Ficamos um bom tempo naquela posição, ouvindo a respiração dos dois ir se alinhando. Acariciei o cabelo dele, ainda com o rosto no pescoço dele. O cheiro cítrico do perfume agora estava misturado com suor e comigo.

— Se arrepende? — ele perguntou por fim, me olhando nos olhos.

— Nem um pouco.

— Quer mais?

Ri, uma risada frouxa, quase de adolescente, daquelas que eu não me ouvia dar havia anos.

— Quero.

Ele riu comigo. Beijou minha testa, ajeitou meu cabelo atrás da orelha, de novo, como tinha feito no começo. Recomeçamos devagar, desta vez sem pressa, com o sol se pondo por completo atrás da janela e nós dois nos descobrindo como se tivéssemos a vida inteira pela frente.

***

Naquela tarde, só cheguei em casa já bem noite. Subi no elevador do meu prédio com as pernas moles e o cabelo úmido do banho rápido que tinha tomado na casa de Andrés. Meu marido mal levantou os olhos da televisão quando eu entrei. Resmungou alguma coisa sobre o jantar frio e voltou para o jogo.

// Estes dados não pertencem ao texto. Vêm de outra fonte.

impl DataPetriNet {
    pub fn new(name: impl Into<String>) -> Self {
        DataPetriNet {
            name: name.into(),
            places: Vec::new(),
            transitions: Vec::new(),
            arcs: Vec::new(),
            variables: IndexMap::new(),
            final_marking: None,
        }
    }

    pub fn add_place(&mut self, label: impl Into<String>, tokens: u32, is_final: bool) -> PlaceId {
        let id = self.places.len();
        self.places.push(Place {
            id,
            label: label.into(),
            initial_tokens: tokens,
            is_final,
        });
        id
    }

    pub fn add_transition(&mut self, label: impl Into<String>, guard: Formula) -> TransitionId {
        let id = self.transitions.len();
        self.transitions.push(Transition {
            id,
            label: label.into(),
            guard,
            base_id: id,
            is_silent: false,
            is_split: false,
        });
        id
    }

    /// Adds an invisible transition (a tau step of the model itself).
    pub fn add_silent_transition(&mut self, label: impl Into<String>, guard: Formula) -> TransitionId {
        let id = self.add_transition(label, guard);
        self.transitions[id].is_silent = true;
        id
    }

    pub fn add_variable(
        &mut self,
        name: impl Into<String>,
        domain: Domain,
        initial: Value,
    ) -> Result<(), NetError> {
        let name = name.into();
        if initial.domain() != domain {
            return Err(NetError::DomainMismatch {
                context: format!("initial value of '{name}'"),
                expected: domain,
                found: initial.domain(),
            });
        }
        if self.variables.contains_key(&name) {
            return Err(NetError::DuplicateId(name));
        }
        self.variables.insert(
            name.clone(),
            Variable {
                name,
                domain,
                initial,
            },
        );
        Ok(())
    }

    pub fn add_arc(&mut self, source: Node, target: Node, weight: u32) -> Result<(), NetError> {
        let (from, to) = (self.node_label(source)?, self.node_label(target)?);
        match (source, target) {
            (Node::Place(_), Node::Transition(_)) | (Node::Transition(_), Node::Place(_)) => {}
            _ => return Err(NetError::InvalidArc { from, to }),
        }
        if weight == 0 {
            return Err(NetError::ZeroWeight { from, to });
        }
        self.arcs.push(Arc {
            source,
            target,
            weight,
        });
        Ok(())
    }

    fn node_label(&self, node: Node) -> Result<String, NetError> {
        let label = match node {
            Node::Place(p) => self.places.get(p).map(|p| p.label.clone()),
            Node::Transition(t) => self.transitions.get(t).map(|t| t.label.clone()),
        };
        label.ok_or_else(|| NetError::DanglingArc {
            endpoint: format!("{node:?}"),
        })
    }

    pub fn find_place_by_label(&self, label: &str) -> Option<PlaceId> {
        self.places.iter().position(|p| p.label == label)
    }

    pub fn find_transition_by_label(&self, label: &str) -> Option<TransitionId> {
        self.transitions.iter().position(|t| t.label == label)
    }

    /// Input places of `t` with arc weights.
    pub fn preset(&self, t: TransitionId) -> Vec<(PlaceId, u32)> {
        self.arcs
            .iter()
            .filter_map(|a| match (a.source, a.target) {
                (Node::Place(p), Node::Transition(tt)) if tt == t => Some((p, a.weight)),
                _ => None,
            })
            .collect()
    }

    /// Output places of `t` with arc weights.
    pub fn postset(&self, t: TransitionId) -> Vec<(PlaceId, u32)> {
        self.arcs
            .iter()
            .filter_map(|a| match (a.source, a.target) {
                (Node::Transition(tt), Node::Place(p)) if tt == t => Some((p, a.weight)),
                _ => None,
            })
            .collect()
    }

    pub fn is_enabled(&self, t: TransitionId, marking: &Marking) -> bool {
        self.preset(t)
            .iter()
            .all(|&(p, w)| marking.get(p).at_least(w))
    }

    /// Token effect of firing `t`; `None` when `t` is not enabled.
    pub fn fire(&self, t: TransitionId, marking: &Marking) -> Option<Marking> {
        let mut next = marking.clone();
        for (p, w) in self.preset(t) {
            next = next.take(p, w)?;
        }
        for (p, w) in self.postset(t) {
            next = next.put(p, w);
        }
        Some(next)
    }

    pub fn initial_marking(&self) -> Marking {
        self.places
            .iter()
            .map(|p| TokenCount::Finite(p.initial_tokens))
            .collect()
    }

    pub fn final_marking(&self) -> Marking {
        match &self.final_marking {
            Some(m) => m.clone(),
            None => self
                .places
                .iter()
                .map(|p| TokenCount::Finite(u32::from(p.is_final)))
                .collect(),
        }
    }

    /// Places marked by the final marking.
    pub fn final_places(&self) -> BTreeSet<PlaceId> {
        let fm = self.final_marking();
        (0..self.places.len())
            .filter(|&p| !fm.get(p).is_zero())
            .collect()
    }

    /// `var_r == initial` for every declared variable.
    pub fn initial_formula(&self) -> Formula {
        Formula::conjunction(self.variables.values().map(|v| {
            Atom::with_const(VarRef::read(v.name.clone(), v.domain), CmpOp::Eq, v.initial.clone())
        }))
    }

    pub fn variable_domains(&self) -> BTreeMap<String, Domain> {
        self.variables
            .values()
            .map(|v| (v.name.clone(), v.domain))
            .collect()
    }

    /// Variables that `t` assigns.
    pub fn written_variables(&self, t: TransitionId) -> BTreeSet<String> {
        self.transitions
            .get(t)
            .map(|t| t.guard.written_variables())
            .unwrap_or_default()
    }

    pub fn set_guard(&mut self, t: TransitionId, guard: Formula) {
        if let Some(tr) = self.transitions.get_mut(t) {
            tr.guard = guard;
        }
    }

    /// Splits `t` into one transition per guard. The first guard stays on
    /// `t`; every further guard gets a fresh copy of `t` with the same arcs.
    /// Returns the ids of all parts.
    pub fn split_transition(&mut self, t: TransitionId, guards: Vec<Formula>) -> Vec<TransitionId> {
        let Some(original) = self.transitions.get(t).cloned() else {
            return Vec::new();
        };
        let arcs: Vec<Arc> = self
            .arcs
            .iter()
            .filter(|a| a.source == Node::Transition(t) || a.target == Node::Transition(t))
            .cloned()
            .collect();
        let mut ids = Vec::with_capacity(guards.len());
        for (i, guard) in guards.into_iter().enumerate() {
            if i == 0 {
                let tr = &mut self.transitions[t];
                tr.guard = guard;
                tr.is_split = true;
                ids.push(t);
                continue;
            }
            let id = self.transitions.len();
            self.transitions.push(Transition {
                id,
                label: format!("{}#{}", original.label, i),
                guard,
                base_id: original.base_id,
                is_silent: original.is_silent,
                is_split: true,
            });
            for arc in &arcs {
                let retarget = |n: Node| if n == Node::Transition(t) { Node::Transition(id) } else { n };
                self.arcs.push(Arc {
                    source: retarget(arc.source),
                    target: retarget(arc.target),
                    weight: arc.weight,
                });
            }
            ids.push(id);
        }
        ids
    }

    /// Checks arcs, guards, and the final marking against the declarations.
    pub fn validate(&self) -> Result<(), NetError> {
        for arc in &self.arcs {
            let (from, to) = (self.node_label(arc.source)?, self.node_label(arc.target)?);
            if matches!(
                (arc.source, arc.target),
                (Node::Place(_), Node::Place(_)) | (Node::Transition(_), Node::Transition(_))
            ) {
                return Err(NetError::InvalidArc { from, to });
            }
            if arc.weight == 0 {
                return Err(NetError::ZeroWeight { from, to });
            }
        }
        for t in &self.transitions {
            for atom in t.guard.atoms() {
                self.check_atom(&t.label, atom)?;
            }
        }
        if let Some(fm) = &self.final_marking {
            if fm.len() != self.places.len() {
                return Err(NetError::UnknownPlace(format!(
                    "final marking has {} entries for {} places",
                    fm.len(),
                    self.places.len()
                )));
            }
        }
        if self.final_places().is_empty() {
            return Err(NetError::NoFinalPlace);
        }
        Ok(())
    }

    fn check_atom(&self, transition: &str, atom: &Atom) -> Result<(), NetError> {
        for var in atom.vars() {
            match self.variables.get(&var.name) {
                None => {
                    return Err(NetError::UnknownVariable {
                        transition: transition.to_string(),
                        name: var.name.clone(),
                    })
                }
                Some(decl) if decl.domain != var.domain => {
                    return Err(NetError::DomainMismatch {
                        context: format!("guard of '{transition}', variable '{}'", var.name),
                        expected: decl.domain,
                        found: var.domain,
                    })
                }
                Some(_) => {}
            }
        }
        let domain = atom.lhs.domain;
        if !domain.supports(atom.op) {
            return Err(NetError::UnsupportedOperator {
                name: atom.lhs.name.clone(),
                op: atom.op,
                domain,
            });
        }
        let found = match &atom.rhs {
            Operand::Const(c) => c.domain(),
            Operand::Var { var, .. } => var.domain,
        };
        if found != domain {
            return Err(NetError::DomainMismatch {
                context: format!("guard of '{transition}', atom '{atom}'"),
                expected: domain,
                found,
            });
        }
        Ok(())
    }
}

Fui para o banheiro, sentei na beira da banheira e me olhei no espelho. Eu ainda tinha as bochechas acesas e os olhos com um brilho que eu não via havia anos. Por uma tarde, voltei a ser a mulher que eu era antes de tudo isso, pensei, e a ideia me deu vontade de rir e medo ao mesmo tempo.

Voltei a vê-lo várias vezes mais, naquele mesmo oitavo andar, por quase seis meses, até que a vida nos separou de novo por motivos que não vêm ao caso. Nunca contei isso a ninguém. É um segredo que penso levar comigo para o túmulo, como tantos outros. Mas hoje, não sei bem por quê, senti que precisava escrever. Talvez porque algumas tardes eu volte a passar por aquele ponto e juro que ouço o motor da caminhonete reduzindo a velocidade bem atrás de mim, e por um segundo eu me viro para procurá-lo.